7 of 7 people found the following review helpful.
A Pursuit of the Elusive...
By Laurel-Rain Snow
In the novel Time Is a River Mia Landan flees to the mountains of North Carolina to seek solace and refuge. Recovering from breast cancer, she has returned to her Charleston home a day early from a "Casting for Recovery" retreat, to find her husband in bed with another woman.
Belle Carson, a fly-fishing guide from the retreat, offers her cabin in Watkins Cove, where Mia hopes to find out who she is now and what she should do next. Belle has never actually stayed in the cabin and isn't even sure she wants to keep it. She will be in Scotland for the summer; thus, the cabin is Mia's for the taking.
Wending beside the cabin and down into the woods, a river bubbles along. Fascinated by the timelessness of the river - even the colors that play in the light - Mia turns to it for comfort. She takes her few fly-fishing skills and attempts to hone them, seeking to become one with her body again, and as the author quotes an anonymous source - "The charm of fly-fishing is that it is the pursuit of what is elusive, but attainable - a perpetual series of occasions for hope."
Inside the cabin, which is quite rustic, cobwebby, and jammed with assorted items, Mia plunges into the task of cleaning it up for her benefactor Belle. It was a cabin Belle inherited from her mother, and which belonged to her grandmother Kate Watkins. Kate was from a wealthy
family that lost its money in the 1929 stock market crash. She managed to keep the cabin and holed up there - where the townspeople gossiped that she entertained her married lover. Then there was a scandal and allegations that Kate had murdered her lover.
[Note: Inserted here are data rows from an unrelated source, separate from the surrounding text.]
fn apply_user_deltas(
    root: &Path,
    cluster: &str,
    deltas: &BTreeMap<String, Metrics>,
) -> Result<()> {
    let asof = now_iso();
    for (user, delta) in deltas {
        let path = layout::user_path(root, cluster, user);
        let mut agg = jsonio::read_json_or_quarantine::<UserAggregate>(&path)?.unwrap_or_else(|| {
            UserAggregate {
                clusters: BTreeMap::new(),
                schema_version: SCHEMA_VERSION,
                username: user.clone(),
            }
        });
        let entry = agg
            .clusters
            .entry(cluster.to_string())
            .or_insert_with(|| ClusterTotals {
                asof: asof.clone(),
                totals: Metrics::default(),
            });
        entry.totals.add(delta);
        entry.asof = asof.clone();
        jsonio::write_json(&path, &agg)?;
    }
    Ok(())
}

/// Stream records through the window's seen-sets and fold the survivors into
/// monthly rollups and user aggregates.
///
/// `processed` counts records whose month lies inside the window, duplicates
/// included; records outside the window (notably end_ts == 0) are not
/// counted.  A record with an empty user is processed and remembered in the
/// seen-set but aggregated nowhere.

pub fn reduce<I>(
    root: &Path,
    cluster: &str,
    since: NaiveDate,
    until: NaiveDate,
    records: I,
    expected_n: u64,
    p: f64,
) -> Result<ReduceStats>
where
    I: IntoIterator<Item = NormalizedRecord>,
{
    layout::ensure_cluster_dirs(root, cluster)?;

    let mut months: BTreeMap<Month, MonthState> = BTreeMap::new();
    for m in months_in_window(since, until) {
        let seen = load_or_create_seen(root, cluster, m, expected_n, p)?;
        let existing = load_monthly_users(root, cluster, m)?;
        months.insert(
            m,
            MonthState {
                seen,
                snapshot: existing.clone(),
                accum: existing,
                dirty: false,
            },
        );
    }

    let mut processed = 0u64;
    let mut new_jobs = 0u64;
    for rec in records {
        if rec.job_id.is_empty() {
            continue;
        }
        let month = match Month::of_end_ts(rec.end_ts) {
            Some(m) => m,
            None => continue,
        };
        let state = match months.get_mut(&month) {
            Some(s) => s,
            None => continue, // outside the window
        };
        if state.seen.contains(&rec.job_id) {
            processed += 1;
            continue;
        }
        state.seen.add(&rec.job_id);
        state.dirty = true;
        processed += 1;
        new_jobs += 1;
        if rec.user.is_empty() {
            continue;
        }
        state
            .accum
            .entry(rec.user.clone())
            .or_default()
            .accumulate(&rec);
    }

    let mut deltas: BTreeMap<String, Metrics> = BTreeMap::new();
    let mut months_changed = Vec::new();
    for (month, state) in &months {
        if !state.dirty {
            continue;
        }
        months_changed.push(*month);
        state.seen.save(&layout::seen_path(root, cluster, *month))?;
        save_monthly(root, cluster, *month, &state.accum)?;
        for (user, metrics) in &state.accum {
            let before = state.snapshot.get(user).copied().unwrap_or_default();
            let d = metrics.delta(&before);
            if !d.is_zero() {
                deltas.entry(user.clone()).or_default().add(&d);
            }
        }
    }
    if !deltas.is_empty() {
        apply_user_deltas(root, cluster, &deltas)?;
    }

    Ok(ReduceStats {
        processed,
        new_jobs,
        months_changed,
        users_changed: deltas.keys().cloned().collect(),
    })
}

// ---------------------------------------------------------------------------

#[cfg(test)]
use sacctlog::{parse_record, timestamp_from_ymdhms, DEFAULT_EXPECTED_N, DEFAULT_P};
#[cfg(test)]
use std::fs;

#[cfg(test)]
fn d(s: &str) -> NaiveDate {
    sacctlog::parse_ymd(s).unwrap()
}

#[cfg(test)]
fn rec(job_id: &str, user: &str, state: &str, elapsed: u64, cpus: u32, tres: &str,
       req: &str, maxr: &str, avgr: &str, end: &str) -> NormalizedRecord {
    let line = format!(
        "{job_id}|{user}|{state}|{elapsed}|{cpus}|1|{req}|{maxr}|{avgr}|{tres}|||{end}"
    );
    parse_record(&line).unwrap()
}

#[cfg(test)]
fn read_monthly(root: &Path, cluster: &str, month: &str) -> MonthlyRollup {
    let path = layout::monthly_dir(root, cluster).join(format!("{month}.json"));
    serde_json::from_slice(&fs::read(path).unwrap()).unwrap()
}

#[cfg(test)]
fn read_user(root: &Path, cluster: &str, user: &str) -> UserAggregate {
    serde_json::from_slice(&fs::read(layout::user_path(root, cluster, user)).unwrap()).unwrap()
}

// Two jobs for one user in one month; checks every metric and that a second
// identical run changes nothing on disk.
#[test]
fn test_reduce_single_user_month() {
    let dir = tempfile::tempdir().unwrap();
    let root = dir.path();
    let records = vec![
        rec("1", "alice", "COMPLETED", 7200, 2, "gres/gpu=1", "1000M", "900M", "800M",
            "2025-08-10T12:00:00"),
        rec("2", "alice", "FAILED", 3600, 2, "", "500M", "400M", "300M",
            "2025-08-11T12:00:00"),
    ];
    let stats = reduce(root, "c1", d("2025-08-01"), d("2025-09-01"),
                       records.clone(), DEFAULT_EXPECTED_N, DEFAULT_P).unwrap();
    assert_eq!(stats.processed, 2);
    assert_eq!(stats.new_jobs, 2);
    assert_eq!(stats.months_changed.len(), 1);
    assert_eq!(stats.users_changed, vec!["alice".to_string()]);

    let monthly = read_monthly(root, "c1", "2025-08");
    assert_eq!(monthly.cluster, "c1");
    assert_eq!(monthly.users.len(), 1);
    let row = &monthly.users[0];
    assert_eq!(row.username, "alice");
    assert_eq!(row.metrics.total_clock_hours, 6.0);
    assert_eq!(row.metrics.total_elapsed_hours, 3.0);
    assert_eq!(row.metrics.sum_req_mem_mb, 1500.0);
    assert_eq!(row.metrics.sum_max_mem_mb, 1300.0);
    assert_eq!(row.metrics.sum_avg_mem_mb, 1100.0);
    assert_eq!(row.metrics.count_gpu_jobs, 1.0);
    assert_eq!(row.metrics.total_gpu_clock_hours, 2.0);
    assert_eq!(row.metrics.gpu_elapsed_hours, 2.0);
    assert_eq!(row.metrics.count_failed_jobs, 1.0);

    let agg = read_user(root, "c1", "alice");
    assert_eq!(agg.clusters["c1"].totals.total_clock_hours, 6.0);

    // Idempotence: the second run sees only duplicates and rewrites
    // nothing, so the rollup bytes are identical.
    let monthly_path = layout::monthly_dir(root, "c1").join("2025-08.json");
    let before = fs::read(&monthly_path).unwrap();
    let stats2 = reduce(root, "c1", d("2025-08-01"), d("2025-09-01"),
                        records, DEFAULT_EXPECTED_N, DEFAULT_P).unwrap();
    assert_eq!(stats2.processed, 2);
    assert_eq!(stats2.new_jobs, 0);
    assert!(stats2.months_changed.is_empty());
    assert!(stats2.users_changed.is_empty());
    assert_eq!(fs::read(&monthly_path).unwrap(), before);
}

// A record only touches the month its end_ts falls in, and out-of-window
// records are dropped without being counted.
#[test]
fn test_reduce_month_windowing() {
    let dir = tempfile::tempdir().unwrap();
    let root = dir.path();
    let records = vec![
        rec("10", "alice", "COMPLETED", 3600, 1, "", "", "", "", "2025-07-20T00:00:00"),
        rec("11", "alice", "COMPLETED", 3600, 1, "", "", "", "", "2025-08-20T00:00:00"),
        rec("12", "alice", "COMPLETED", 3600, 1, "", "", "", "", "2025-09-20T00:00:00"),
        rec("13", "alice", "COMPLETED", 3600, 1, "", "", "", "", "Unknown"),
    ];
    let stats = reduce(root, "c1", d("2025-07-01"), d("2025-09-01"),
                       records, DEFAULT_EXPECTED_N, DEFAULT_P).unwrap();
    // Only the July and August records are in-window.
    assert_eq!(stats.processed, 2);
    assert_eq!(stats.new_jobs, 2);
    assert_eq!(
        stats.months_changed.iter().map(|m| m.to_string()).collect::<Vec<_>>(),
        vec!["2025-07", "2025-08"]
    );
    let july = read_monthly(root, "c1", "2025-07");
    assert_eq!(july.users[0].metrics.total_elapsed_hours, 1.0);
    let august = read_monthly(root, "c1", "2025-08");
    assert_eq!(august.users[0].metrics.total_elapsed_hours, 1.0);
    assert!(!layout::monthly_dir(root, "c1").join("2025-09.json").exists());
}

// The sum of a metric across monthly rollups equals the user aggregate.
#[test]
fn test_aggregate_consistency() {
    let dir = tempfile::tempdir().unwrap();
    let root = dir.path();
    let batches: Vec<Vec<NormalizedRecord>> = vec![
        vec![
            rec("1", "alice", "COMPLETED", 5400, 3, "", "", "", "", "2025-07-05T08:00:00"),
            rec("2", "bob", "COMPLETED", 1800, 4, "", "", "", "", "2025-07-06T08:00:00"),
        ],
        vec![
            rec("3", "alice", "COMPLETED", 7200, 1, "", "", "", "", "2025-08-05T08:00:00"),
            // Duplicate of job 1: must not double-count.
            rec("1", "alice", "COMPLETED", 5400, 3, "", "", "", "", "2025-07-05T08:00:00"),
        ],
    ];
    for batch in batches {
        reduce(root, "c1", d("2025-07-01"), d("2025-09-01"), batch,
               DEFAULT_EXPECTED_N, DEFAULT_P).unwrap();
    }
    for user in ["alice", "bob"] {
        let mut monthly_sum = 0.0;
        for month in ["2025-07", "2025-08"] {
            let path = layout::monthly_dir(root, "c1").join(format!("{month}.json"));
            if !path.exists() {
                continue;
            }
            let doc: MonthlyRollup = serde_json::from_slice(&fs::read(path).unwrap()).unwrap();
            for row in &doc.users {
                if row.username == user {
                    monthly_sum += row.metrics.total_clock_hours;
                }
            }
        }
        let agg = read_user(root, "c1", user);
        assert!((agg.clusters["c1"].totals.total_clock_hours - monthly_sum).abs() < 1e-6);
    }
}

// Input order does not matter.
#[test]
fn test_order_invariance() {
    let mk = |ids: &[&str]| {
        ids.iter()
            .map(|id| rec(id, "alice", "COMPLETED", 3600, 2, "", "1G", "", "",
                          "2025-08-10T00:00:00"))
            .collect::<Vec<_>>()
    };
    let dir_a = tempfile::tempdir().unwrap();
    let dir_b = tempfile::tempdir().unwrap();
    reduce(dir_a.path(), "c1", d("2025-08-01"), d("2025-09-01"),
           mk(&["1", "2", "3"]), DEFAULT_EXPECTED_N, DEFAULT_P).unwrap();
    reduce(dir_b.path(), "c1", d("2025-08-01"), d("2025-09-01"),
           mk(&["3", "1", "2"]), DEFAULT_EXPECTED_N, DEFAULT_P).unwrap();
    let a = read_monthly(dir_a.path(), "c1", "2025-08");
    let b = read_monthly(dir_b.path(), "c1", "2025-08");
    assert_eq!(a.users[0].metrics, b.users[0].metrics);
}

// An empty-user record counts as processed and occupies the seen-set but
// lands in no rollup row.  The normalizer never emits these, but the
// reducer contract covers them for direct callers.
#[test]
fn test_empty_user_processed_not_aggregated() {
    let dir = tempfile::tempdir().unwrap();
    let root = dir.path();
    let mut ghost = rec("77", "x", "COMPLETED", 3600, 1, "", "", "", "",
                        "2025-08-10T00:00:00");
    ghost.user = String::new();
    let stats = reduce(root, "c1", d("2025-08-01"), d("2025-09-01"),
                       vec![ghost], DEFAULT_EXPECTED_N, DEFAULT_P).unwrap();
    assert_eq!(stats.processed, 1);
    assert_eq!(stats.new_jobs, 1);
    let monthly = read_monthly(root, "c1", "2025-08");
    assert!(monthly.users.is_empty());
}

// A corrupt rollup is quarantined and reduction starts that month fresh.
#[test]
fn test_corrupt_rollup_quarantined() {
    let dir = tempfile::tempdir().unwrap();
    let root = dir.path();
    let monthly_dir = layout::monthly_dir(root, "c1");
    fs::create_dir_all(&monthly_dir).unwrap();
    fs::write(monthly_dir.join("2025-08.json"), b"{ garbage").unwrap();
    let records = vec![rec("1", "alice", "COMPLETED", 3600, 1, "", "", "", "",
                           "2025-08-10T00:00:00")];
    reduce(root, "c1", d("2025-08-01"), d("2025-09-01"), records,
           DEFAULT_EXPECTED_N, DEFAULT_P).unwrap();
    assert!(monthly_dir.join("2025-08.json.bad").exists());
    let monthly = read_monthly(root, "c1", "2025-08");
    assert_eq!(monthly.users.len(), 1);
}

// end_ts month derivation uses UTC calendar breaks.
#[test]
fn test_month_boundary_is_utc() {
    let t = timestamp_from_ymdhms(2025, 7, 31, 23, 59, 59);
    assert_eq!(Month::of_end_ts(t.timestamp()).unwrap().to_string(), "2025-07");
    let t = timestamp_from_ymdhms(2025, 8, 1, 0, 0, 0);
    assert_eq!(Month::of_end_ts(t.timestamp()).unwrap().to_string(), "2025-08");
}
But when Mia finds a fishing diary and a personal diary, she becomes obsessed with learning what really happened to Kate back in that long-ago time. She ventures into town and begins researching her subject.
As Mia draws closer to her goal of learning more about Kate Watkins, she also begins to discover new things about herself. And, of course, her fly-fishing skills increase - especially after she meets handsome Stuart MacDougal, a businessman who happens to love fly-fishing as well. And then she rediscovers her artistic talent of painting, long ago abandoned.
As time passes, Mia comes to identify with the river, with Kate Watkins, and with the community surrounding the beautiful cabin. She comes to believe that "time is the substance from which I am made. Time is a river which carries me along. But I am the river."
We must ask ourselves what, if anything, does Mia finally learn about the mystery of Kate Watkins and her lover; will she be able to provide Belle with the truth about her grandmother; what will she do with the rest of her life; and finally, can she risk love again, when she might still hold the cells of death in her body?
This beautiful tale completely enthralled me - I almost felt part of the river and the community while reading it. The author's descriptive passages reeled me in and allowed me to experience Mia's journey along with her. It is a story I will not soon forget.